The one and only criticism I have of this film is the ending. I don’t believe that every film has to have and deliver a social message or set an example for society. I think that films can fulfill different types of purposes. Some can and do deliver a message, others are just made for entertainment, and there is nothing wrong with that. What I do believe however is that even if a film doesn’t have any constructive message for its audience, it should at least not deliver a negative or harmful message, wantonly or unwantonly.

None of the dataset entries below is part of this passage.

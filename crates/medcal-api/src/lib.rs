//! medcal-api - HTTP routes for classification and bulk reclassification.
//!
//! The binary in `main.rs` wires storage, the job worker, and logging; this
//! library holds the router so it can be exercised without a socket.

use axum::{
    extract::{rejection::JsonRejection, Path, Query, State},
    http::{header, HeaderValue, Method, StatusCode},
    response::IntoResponse,
    routing::{get, post},
    Json, Router,
};
use serde::Deserialize;
use tower_http::{
    cors::{AllowOrigin, CorsLayer},
    trace::TraceLayer,
};
use tokio::sync::broadcast::{self, error::RecvError};
use tracing::{debug, error, warn};
use uuid::Uuid;

use medcal_core::{defaults, ClassifyEventRequest, JobStatusResponse, ReclassifyFilter};
use medcal_jobs::{ReclassifyService, WorkerEvent};

/// Shared state of every route.
#[derive(Clone)]
pub struct AppState {
    pub service: ReclassifyService,
}

impl AppState {
    pub fn new(service: ReclassifyService) -> Self {
        Self { service }
    }
}

/// Build the application router.
pub fn router(state: AppState) -> Router {
    Router::new()
        .route("/health", get(health_check))
        .route("/api/calendar/reclassify", post(submit_reclassify))
        .route("/api/calendar/reclassify/jobs", get(list_jobs))
        .route("/api/calendar/reclassify/jobs/:id", get(get_job))
        .route("/api/calendar/classify", post(classify_event))
        .layer(TraceLayer::new_for_http())
        .layer(
            CorsLayer::new()
                .allow_origin(AllowOrigin::list(parse_allowed_origins()))
                .allow_methods([Method::GET, Method::POST, Method::OPTIONS])
                .allow_headers([header::CONTENT_TYPE, header::ACCEPT])
                .max_age(std::time::Duration::from_secs(3600)),
        )
        .with_state(state)
}

/// CORS origin whitelist from `ALLOWED_ORIGINS` (comma-separated).
pub fn parse_allowed_origins() -> Vec<HeaderValue> {
    let origins_str = std::env::var("ALLOWED_ORIGINS").unwrap_or_default();
    if origins_str.trim().is_empty() {
        return vec![HeaderValue::from_static("http://localhost:3000")];
    }

    origins_str
        .split(',')
        .filter_map(|s| {
            let trimmed = s.trim();
            if trimmed.is_empty() {
                return None;
            }
            match trimmed.parse::<HeaderValue>() {
                Ok(v) => Some(v),
                Err(e) => {
                    warn!("Invalid CORS origin '{}': {}", trimmed, e);
                    None
                }
            }
        })
        .collect()
}

/// Log every failed job reported by the worker until the worker stops.
/// Returns how many failures were logged.
pub async fn log_failed_jobs(mut events: broadcast::Receiver<WorkerEvent>) -> usize {
    let mut failures = 0;
    loop {
        match events.recv().await {
            Ok(WorkerEvent::JobFailed { job_id, error, .. }) => {
                failures += 1;
                warn!(%job_id, %error, "Reclassification job failed; resubmit to recover");
            }
            Ok(_) => {}
            // A burst of progress events can overflow the channel; keep listening.
            Err(RecvError::Lagged(skipped)) => {
                debug!(skipped, "Worker event listener lagged");
            }
            Err(RecvError::Closed) => return failures,
        }
    }
}

// =============================================================================
// HANDLERS
// =============================================================================

async fn health_check() -> impl IntoResponse {
    Json(serde_json::json!({
        "status": "ok",
        "version": env!("CARGO_PKG_VERSION"),
    }))
}

async fn submit_reclassify(
    State(state): State<AppState>,
    body: Result<Json<ReclassifyFilter>, JsonRejection>,
) -> Result<impl IntoResponse, ApiError> {
    let Json(filter) = body?;
    let submitted = state.service.submit(filter).await?;
    Ok((StatusCode::ACCEPTED, Json(submitted)))
}

async fn get_job(
    State(state): State<AppState>,
    Path(id): Path<Uuid>,
) -> Result<impl IntoResponse, ApiError> {
    let job = state.service.status(id).await?;
    Ok(Json(JobStatusResponse { job }))
}

#[derive(Debug, Deserialize)]
struct ListJobsQuery {
    limit: Option<usize>,
}

async fn list_jobs(
    State(state): State<AppState>,
    Query(query): Query<ListJobsQuery>,
) -> Result<impl IntoResponse, ApiError> {
    let limit = query
        .limit
        .unwrap_or(defaults::JOB_LIST_LIMIT)
        .clamp(1, defaults::JOB_LIST_LIMIT);
    let jobs = state.service.list_recent(limit).await?;
    Ok(Json(serde_json::json!({ "jobs": jobs })))
}

async fn classify_event(
    State(state): State<AppState>,
    body: Result<Json<ClassifyEventRequest>, JsonRejection>,
) -> Result<impl IntoResponse, ApiError> {
    let Json(request) = body?;
    let response = state.service.classify_single_event(request).await?;
    Ok(Json(response))
}

// =============================================================================
// ERRORS
// =============================================================================

/// Error returned by route handlers, rendered as `{"error": message}`.
#[derive(Debug)]
pub enum ApiError {
    Internal(medcal_core::Error),
    NotFound(String),
    BadRequest(String),
}

impl From<medcal_core::Error> for ApiError {
    fn from(err: medcal_core::Error) -> Self {
        match &err {
            medcal_core::Error::EventNotFound(_)
            | medcal_core::Error::JobNotFound(_) => ApiError::NotFound(err.to_string()),
            medcal_core::Error::Validation(_) => ApiError::BadRequest(err.to_string()),
            _ => ApiError::Internal(err),
        }
    }
}

impl From<JsonRejection> for ApiError {
    fn from(rejection: JsonRejection) -> Self {
        ApiError::BadRequest(rejection.body_text())
    }
}

impl IntoResponse for ApiError {
    fn into_response(self) -> axum::response::Response {
        let (status, message) = match self {
            ApiError::Internal(err) => {
                error!(error = %err, "Request failed");
                (StatusCode::INTERNAL_SERVER_ERROR, err.to_string())
            }
            ApiError::NotFound(msg) => (StatusCode::NOT_FOUND, msg),
            ApiError::BadRequest(msg) => (StatusCode::BAD_REQUEST, msg),
        };

        let body = Json(serde_json::json!({
            "error": message,
        }));

        (status, body).into_response()
    }
}
//! Amount and dosage input parsing, and final amount resolution.

use super::normalize::sanitize;
use super::rules::CategoryRule;
use crate::models::{CalendarEvent, OverrideEntry};

/// Parse a free-text amount by keeping only ASCII digits.
///
/// Separators are not interpreted: `"$1.234,56"` parses as `123456`.
/// Returns `None` when no digits remain or the value overflows.
pub fn parse_amount_input(raw: Option<&str>) -> Option<i64> {
    let digits: String = raw?.chars().filter(char::is_ascii_digit).collect();
    if digits.is_empty() {
        return None;
    }
    digits.parse().ok()
}

/// Parse a free-text decimal, accepting a decimal comma. Non-finite values are rejected.
pub fn parse_decimal(raw: Option<&str>) -> Option<f64> {
    let text = sanitize(raw)?.replace(',', ".");
    text.parse::<f64>().ok().filter(|v| v.is_finite())
}

/// Final expected and paid amounts for one event.
#[derive(Debug, Clone, Copy, Default, PartialEq, Eq)]
pub struct Amounts {
    pub expected: Option<i64>,
    pub paid: Option<i64>,
}

/// Resolve amounts: override, then baseline, then the category default.
///
/// A non-attended event always has `paid == Some(0)`.
pub fn resolve_amounts(
    entry: &OverrideEntry,
    baseline: &CalendarEvent,
    rule: Option<&CategoryRule>,
    attended: Option<bool>,
) -> Amounts {
    let expected = parse_amount_input(entry.amount_expected.as_deref())
        .or(baseline.amount_expected)
        .or_else(|| rule.and_then(|r| r.default_amount));

    let paid_raw = parse_amount_input(entry.amount_paid.as_deref()).or(baseline.amount_paid);
    let paid = match attended {
        Some(false) => Some(0),
        _ => paid_raw,
    };

    Amounts { expected, paid }
}

#[cfg(test)]
mod tests {
    use super::*;
    use crate::classify::rules::CategoryRules;

    #[test]
    fn test_parse_amount_strips_everything_but_digits() {
        assert_eq!(parse_amount_input(Some("$1.234,56")), Some(123_456));
        assert_eq!(parse_amount_input(Some("150000")), Some(150_000));
        assert_eq!(parse_amount_input(Some(" 50 000 ")), Some(50_000));
        assert_eq!(parse_amount_input(Some("-300")), Some(300));
    }

    #[test]
    fn test_parse_amount_degrades_to_none() {
        assert_eq!(parse_amount_input(None), None);
        assert_eq!(parse_amount_input(Some("")), None);
        assert_eq!(parse_amount_input(Some("gratis")), None);
        assert_eq!(parse_amount_input(Some("99999999999999999999999")), None);
        // Non-ASCII digits are not digits for this parser.
        assert_eq!(parse_amount_input(Some("١٢٣")), None);
    }

    #[test]
    fn test_parse_decimal() {
        assert_eq!(parse_decimal(Some("2,5")), Some(2.5));
        assert_eq!(parse_decimal(Some(" 0.75 ")), Some(0.75));
        assert_eq!(parse_decimal(Some("abc")), None);
        assert_eq!(parse_decimal(Some("NaN")), None);
        assert_eq!(parse_decimal(Some("inf")), None);
        assert_eq!(parse_decimal(Some("  ")), None);
        assert_eq!(parse_decimal(None), None);
    }

    #[test]
    fn test_override_wins_over_baseline() {
        let entry = OverrideEntry {
            amount_expected: Some("2000".into()),
            amount_paid: Some("1500".into()),
            ..Default::default()
        };
        let baseline = CalendarEvent {
            amount_expected: Some(1),
            amount_paid: Some(1),
            ..CalendarEvent::new("c", "e")
        };
        let amounts = resolve_amounts(&entry, &baseline, None, Some(true));
        assert_eq!(amounts.expected, Some(2000));
        assert_eq!(amounts.paid, Some(1500));
    }

    #[test]
    fn test_unparseable_override_falls_back_to_baseline() {
        let entry = OverrideEntry {
            amount_expected: Some("n/a".into()),
            ..Default::default()
        };
        let baseline = CalendarEvent {
            amount_expected: Some(700),
            amount_paid: Some(300),
            ..CalendarEvent::new("c", "e")
        };
        let amounts = resolve_amounts(&entry, &baseline, None, None);
        assert_eq!(amounts.expected, Some(700));
        assert_eq!(amounts.paid, Some(300));
    }

    #[test]
    fn test_category_default_only_without_baseline() {
        let rules = CategoryRules::builtin();
        let roxair = rules.lookup(Some("Roxair"));
        let entry = OverrideEntry::default();

        let empty = CalendarEvent::new("c", "e");
        assert_eq!(
            resolve_amounts(&entry, &empty, roxair, None).expected,
            Some(150_000)
        );

        let with_baseline = CalendarEvent {
            amount_expected: Some(120_000),
            ..CalendarEvent::new("c", "e")
        };
        assert_eq!(
            resolve_amounts(&entry, &with_baseline, roxair, None).expected,
            Some(120_000)
        );
    }

    #[test]
    fn test_not_attended_forces_zero_paid() {
        let entry = OverrideEntry {
            amount_paid: Some("50000".into()),
            ..Default::default()
        };
        let baseline = CalendarEvent::new("c", "e");
        assert_eq!(resolve_amounts(&entry, &baseline, None, Some(false)).paid, Some(0));
        // Even with nothing to fall back on, paid is 0 rather than null.
        assert_eq!(
            resolve_amounts(&OverrideEntry::default(), &baseline, None, Some(false)).paid,
            Some(0)
        );
        assert_eq!(
            resolve_amounts(&OverrideEntry::default(), &baseline, None, None).paid,
            None
        );
    }
}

A crime of passion may be an unexpected and thrilling conclusion to a story. The issue is actually not even the fact that he stabs her at the end. The issue is that we end the film with sympathy for the male lead, who has in fact just committed a gruesome crime and murdered someone whom he claimed to love. That is the problem. The fact that murder is presented as understandable or acceptable is the problem. The fact that the girl who is stabbed is okay with that is the problem. And it’s only a problem because violence against women and crimes of passion are still very prevalent in countries like India. Violence is still seen by many as a solution to frustration and love failure. The last thing we need is films that encourage this idea. This is the only aspect of this film that I didn’t like. If it had ended differently, it might not have been as shocking and impactful, but I think it would have been the right thing to do.
Aside from this point, I do think that you may enjoy this film if you like the genre.